## [Dataset records]
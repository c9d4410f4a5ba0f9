use std::sync::Arc;
use std::time::{Duration, Instant};

use axum::body::Body;
use axum::http::header::{AUTHORIZATION, CONTENT_TYPE};
use axum::http::{HeaderName, Method, Request, Response, StatusCode};
use axum::Router;
use http_body_util::BodyExt;
use tower::ServiceExt;
use tower_http::catch_panic::CatchPanicLayer;
use tower_http::cors::CorsLayer;
use tower_http::request_id::{MakeRequestUuid, PropagateRequestIdLayer, SetRequestIdLayer};
use tower_http::timeout::TimeoutLayer;
use tower_http::trace::{DefaultMakeSpan, DefaultOnResponse, TraceLayer};
use tracing::Level;

use pixelift_api::config::ServerConfig;
use pixelift_api::dispatch::Dispatcher;
use pixelift_api::ratelimit::RateLimiter;
use pixelift_api::routes;
use pixelift_api::state::AppState;
use pixelift_broker::{BrokerChannel, InMemoryBroker};
use pixelift_core::lane::LaneLimits;
use pixelift_store::ResultStore;

/// Build a test `ServerConfig` with safe defaults.
///
/// The rate window is generous so unrelated tests never trip it; tests
/// that exercise the limiter pass their own config.
pub fn test_config() -> ServerConfig {
    ServerConfig {
        host: "127.0.0.1".to_string(),
        port: 0,
        cors_origins: vec!["http://localhost:5173".to_string()],
        request_timeout_secs: 30,
        max_upload_bytes: 50 * 1024 * 1024,
        inference_url: "http://127.0.0.1:8188".to_string(),
        s3_bucket: None,
        s3_public_base_url: String::new(),
        rate_limit_max_requests: 1000,
        rate_limit_window_secs: 60,
        trust_forwarded_for: false,
        worker_max_retries: 3,
        nack_delay_ms: 0,
    }
}

/// The gateway under test plus handles on its collaborators.
///
/// No worker pool is attached, so submitted jobs stay `queued` until a
/// test drives the store directly.
pub struct TestApp {
    pub router: Router,
    pub store: Arc<ResultStore>,
    pub broker: Arc<InMemoryBroker>,
}

pub fn build_test_app() -> TestApp {
    build_test_app_with(test_config(), LaneLimits::default())
}

/// Build the full application router with all middleware layers.
///
/// This mirrors the router construction in `main.rs` so integration tests
/// exercise the same middleware stack (CORS, request ID, timeout, tracing,
/// panic recovery) that production uses.
pub fn build_test_app_with(config: ServerConfig, limits: LaneLimits) -> TestApp {
    let broker = Arc::new(InMemoryBroker::new());
    let store = Arc::new(ResultStore::new());

    let dispatcher = Arc::new(Dispatcher::new(
        Arc::clone(&broker) as Arc<dyn BrokerChannel>,
        Arc::clone(&store),
        limits,
    ));
    let rate_limiter = Arc::new(RateLimiter::new(
        config.rate_limit_max_requests,
        Duration::from_secs(config.rate_limit_window_secs),
    ));

    let request_timeout_secs = config.request_timeout_secs;
    let state = AppState {
        config: Arc::new(config),
        dispatcher,
        store: Arc::clone(&store),
        rate_limiter,
        started_at: Instant::now(),
    };

    let cors = CorsLayer::new()
        .allow_origin(["http://localhost:5173".parse().unwrap()])
        .allow_methods([Method::GET, Method::POST])
        .allow_headers([CONTENT_TYPE, AUTHORIZATION])
        .allow_credentials(true)
        .max_age(Duration::from_secs(3600));

    let request_id_header = HeaderName::from_static("x-request-id");

    let router = Router::new()
        .merge(routes::health::router())
        .nest("/api/v1", routes::api_routes(state.clone()))
        .layer(CatchPanicLayer::new())
        .layer(TimeoutLayer::with_status_code(
            StatusCode::REQUEST_TIMEOUT,
            Duration::from_secs(request_timeout_secs),
        ))
        .layer(PropagateRequestIdLayer::new(request_id_header.clone()))
        .layer(
            TraceLayer::new_for_http()
                .make_span_with(DefaultMakeSpan::new().level(Level::INFO))
                .on_response(DefaultOnResponse::new().level(Level::INFO)),
        )
        .layer(SetRequestIdLayer::new(request_id_header, MakeRequestUuid))
        .layer(cors)
        .with_state(state);

    TestApp {
        router,
        store,
        broker,
    }
}

/// Encode a minimal valid PNG of the given dimensions.
pub fn tiny_png(width: u32, height: u32) -> Vec<u8> {
    let img = image::RgbImage::new(width, height);
    let mut buf = Vec::new();
    img.write_to(
        &mut std::io::Cursor::new(&mut buf),
        image::ImageFormat::Png,
    )
    .unwrap();
    buf
}

const BOUNDARY: &str = "pixelift-test-boundary";

/// Hand-roll a single-field `multipart/form-data` body.
pub fn multipart_body(field_name: &str, filename: &str, bytes: &[u8]) -> (String, Vec<u8>) {
    let mut body = Vec::new();
    body.extend_from_slice(format!("--{BOUNDARY}\r\n").as_bytes());
    body.extend_from_slice(
        format!("Content-Disposition: form-data; name=\"{field_name}\"; filename=\"{filename}\"\r\n")
            .as_bytes(),
    );
    body.extend_from_slice(b"Content-Type: image/png\r\n\r\n");
    body.extend_from_slice(bytes);
    body.extend_from_slice(format!("\r\n--{BOUNDARY}--\r\n").as_bytes());
    (format!("multipart/form-data; boundary={BOUNDARY}"), body)
}

/// Send a GET request through the full middleware stack.
pub async fn get(router: Router, uri: &str) -> Response<Body> {
    let request = Request::builder()
        .method(Method::GET)
        .uri(uri)
        .body(Body::empty())
        .unwrap();
    router.oneshot(request).await.unwrap()
}

/// POST a multipart upload with the given bytes in the `file` field.
pub async fn post_upload(router: Router, uri: &str, bytes: &[u8]) -> Response<Body> {
    post_field(router, uri, "file", bytes).await
}

/// POST a multipart upload carrying an `x-forwarded-for` header.
pub async fn post_upload_forwarded(
    router: Router,
    uri: &str,
    bytes: &[u8],
    forwarded_for: &str,
) -> Response<Body> {
    let (content_type, body) = multipart_body("file", "input.png", bytes);
    let request = Request::builder()
        .method(Method::POST)
        .uri(uri)
        .header(CONTENT_TYPE, content_type)
        .header("x-forwarded-for", forwarded_for)
        .body(Body::from(body))
        .unwrap();
    router.oneshot(request).await.unwrap()
}

/// POST a multipart upload under an arbitrary field name.
pub async fn post_field(
    router: Router,
    uri: &str,
    field_name: &str,
    bytes: &[u8],
) -> Response<Body> {
    let (content_type, body) = multipart_body(field_name, "input.png", bytes);
    let request = Request::builder()
        .method(Method::POST)
        .uri(uri)
        .header(CONTENT_TYPE, content_type)
        .body(Body::from(body))
        .unwrap();
    router.oneshot(request).await.unwrap()
}

/// Collect a response body and parse it as JSON.
pub async fn body_json(response: Response<Body>) -> serde_json::Value {
    let bytes = response.into_body().collect().await.unwrap().to_bytes();
    serde_json::from_slice(&bytes).unwrap()
}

## [Problem requirements]
All entries above should be duplicated exactly, none omitted.

## [Answer for the task]
repository c9d4410f4a5ba0f9
use std::sync::Arc;
use std::time::{Duration, Instant};

use axum::body::Body;
use axum::http::header::{AUTHORIZATION, CONTENT_TYPE};
use axum::http::{HeaderName, Method, Request, Response, StatusCode};
use axum::Router;
use http_body_util::BodyExt;
use tower::ServiceExt;
use tower_http::catch_panic::CatchPanicLayer;
use tower_http::cors::CorsLayer;
use tower_http::request_id::{MakeRequestUuid, PropagateRequestIdLayer, SetRequestIdLayer};
use tower_http::timeout::TimeoutLayer;
use tower_http::trace::{DefaultMakeSpan, DefaultOnResponse, TraceLayer};
use tracing::Level;

use pixelift_api::config::ServerConfig;
use pixelift_api::dispatch::Dispatcher;
use pixelift_api::ratelimit::RateLimiter;
use pixelift_api::routes;
use pixelift_api::state::AppState;
use pixelift_broker::{BrokerChannel, InMemoryBroker};
use pixelift_core::lane::LaneLimits;
use pixelift_store::ResultStore;

/// Build a test `ServerConfig` with safe defaults.
///
/// The rate window is generous so unrelated tests never trip it; tests
/// that exercise the limiter pass their own config.
pub fn test_config() -> ServerConfig {
    ServerConfig {
        host: "127.0.0.1".to_string(),
        port: 0,
        cors_origins: vec!["http://localhost:5173".to_string()],
        request_timeout_secs: 30,
        max_upload_bytes: 50 * 1024 * 1024,
        inference_url: "http://127.0.0.1:8188".to_string(),
        s3_bucket: None,
        s3_public_base_url: String::new(),
        rate_limit_max_requests: 1000,
        rate_limit_window_secs: 60,
        trust_forwarded_for: false,
        worker_max_retries: 3,
        nack_delay_ms: 0,
    }
}

/// The gateway under test plus handles on its collaborators.
///
/// No worker pool is attached, so submitted jobs stay `queued` until a
/// test drives the store directly.
pub struct TestApp {
    pub router: Router,
    pub store: Arc<ResultStore>,
    pub broker: Arc<InMemoryBroker>,
}

pub fn build_test_app() -> TestApp {
    build_test_app_with(test_config(), LaneLimits::default())
}

/// Build the full application router with all middleware layers.
///
/// This mirrors the router construction in `main.rs` so integration tests
/// exercise the same middleware stack (CORS, request ID, timeout, tracing,
/// panic recovery) that production uses.
pub fn build_test_app_with(config: ServerConfig, limits: LaneLimits) -> TestApp {
    let broker = Arc::new(InMemoryBroker::new());
    let store = Arc::new(ResultStore::new());

    let dispatcher = Arc::new(Dispatcher::new(
        Arc::clone(&broker) as Arc<dyn BrokerChannel>,
        Arc::clone(&store),
        limits,
    ));
    let rate_limiter = Arc::new(RateLimiter::new(
        config.rate_limit_max_requests,
        Duration::from_secs(config.rate_limit_window_secs),
    ));

    let request_timeout_secs = config.request_timeout_secs;
    let state = AppState {
        config: Arc::new(config),
        dispatcher,
        store: Arc::clone(&store),
        rate_limiter,
        started_at: Instant::now(),
    };

    let cors = CorsLayer::new()
        .allow_origin(["http://localhost:5173".parse().unwrap()])
        .allow_methods([Method::GET, Method::POST])
        .allow_headers([CONTENT_TYPE, AUTHORIZATION])
        .allow_credentials(true)
        .max_age(Duration::from_secs(3600));

    let request_id_header = HeaderName::from_static("x-request-id");

    let router = Router::new()
        .merge(routes::health::router())
        .nest("/api/v1", routes::api_routes(state.clone()))
        .layer(CatchPanicLayer::new())
        .layer(TimeoutLayer::with_status_code(
            StatusCode::REQUEST_TIMEOUT,
            Duration::from_secs(request_timeout_secs),
        ))
        .layer(PropagateRequestIdLayer::new(request_id_header.clone()))
        .layer(
            TraceLayer::new_for_http()
                .make_span_with(DefaultMakeSpan::new().level(Level::INFO))
                .on_response(DefaultOnResponse::new().level(Level::INFO)),
        )
        .layer(SetRequestIdLayer::new(request_id_header, MakeRequestUuid))
        .layer(cors)
        .with_state(state);

    TestApp {
        router,
        store,
        broker,
    }
}

/// Encode a minimal valid PNG of the given dimensions.
pub fn tiny_png(width: u32, height: u32) -> Vec<u8> {
    let img = image::RgbImage::new(width, height);
    let mut buf = Vec::new();
    img.write_to(
        &mut std::io::Cursor::new(&mut buf),
        image::ImageFormat::Png,
    )
    .unwrap();
    buf
}

const BOUNDARY: &str = "pixelift-test-boundary";

/// Hand-roll a single-field `multipart/form-data` body.
pub fn multipart_body(field_name: &str, filename: &str, bytes: &[u8]) -> (String, Vec<u8>) {
    let mut body = Vec::new();
    body.extend_from_slice(format!("--{BOUNDARY}\r\n").as_bytes());
    body.extend_from_slice(
        format!("Content-Disposition: form-data; name=\"{field_name}\"; filename=\"{filename}\"\r\n")
            .as_bytes(),
    );
    body.extend_from_slice(b"Content-Type: image/png\r\n\r\n");
    body.extend_from_slice(bytes);
    body.extend_from_slice(format!("\r\n--{BOUNDARY}--\r\n").as_bytes());
    (format!("multipart/form-data; boundary={BOUNDARY}"), body)
}

/// Send a GET request through the full middleware stack.
pub async fn get(router: Router, uri: &str) -> Response<Body> {
    let request = Request::builder()
        .method(Method::GET)
        .uri(uri)
        .body(Body::empty())
        .unwrap();
    router.oneshot(request).await.unwrap()
}

/// POST a multipart upload with the given bytes in the `file` field.
pub async fn post_upload(router: Router, uri: &str, bytes: &[u8]) -> Response<Body> {
    post_field(router, uri, "file", bytes).await
}

/// POST a multipart upload carrying an `x-forwarded-for` header.
pub async fn post_upload_forwarded(
    router: Router,
    uri: &str,
    bytes: &[u8],
    forwarded_for: &str,
) -> Response<Body> {
    let (content_type, body) = multipart_body("file", "input.png", bytes);
    let request = Request::builder()
        .method(Method::POST)
        .uri(uri)
        .header(CONTENT_TYPE, content_type)
        .header("x-forwarded-for", forwarded_for)
        .body(Body::from(body))
        .unwrap();
    router.oneshot(request).await.unwrap()
}

/// POST a multipart upload under an arbitrary field name.
pub async fn post_field(
    router: Router,
    uri: &str,
    field_name: &str,
    bytes: &[u8],
) -> Response<Body> {
    let (content_type, body) = multipart_body(field_name, "input.png", bytes);
    let request = Request::builder()
        .method(Method::POST)
        .uri(uri)
        .header(CONTENT_TYPE, content_type)
        .body(Body::from(body))
        .unwrap();
    router.oneshot(request).await.unwrap()
}

/// Collect a response body and parse it as JSON.
pub async fn body_json(response: Response<Body>) -> serde_json::Value {
    let bytes = response.into_body().collect().await.unwrap().to_bytes();
    serde_json::from_slice(&bytes).unwrap()
}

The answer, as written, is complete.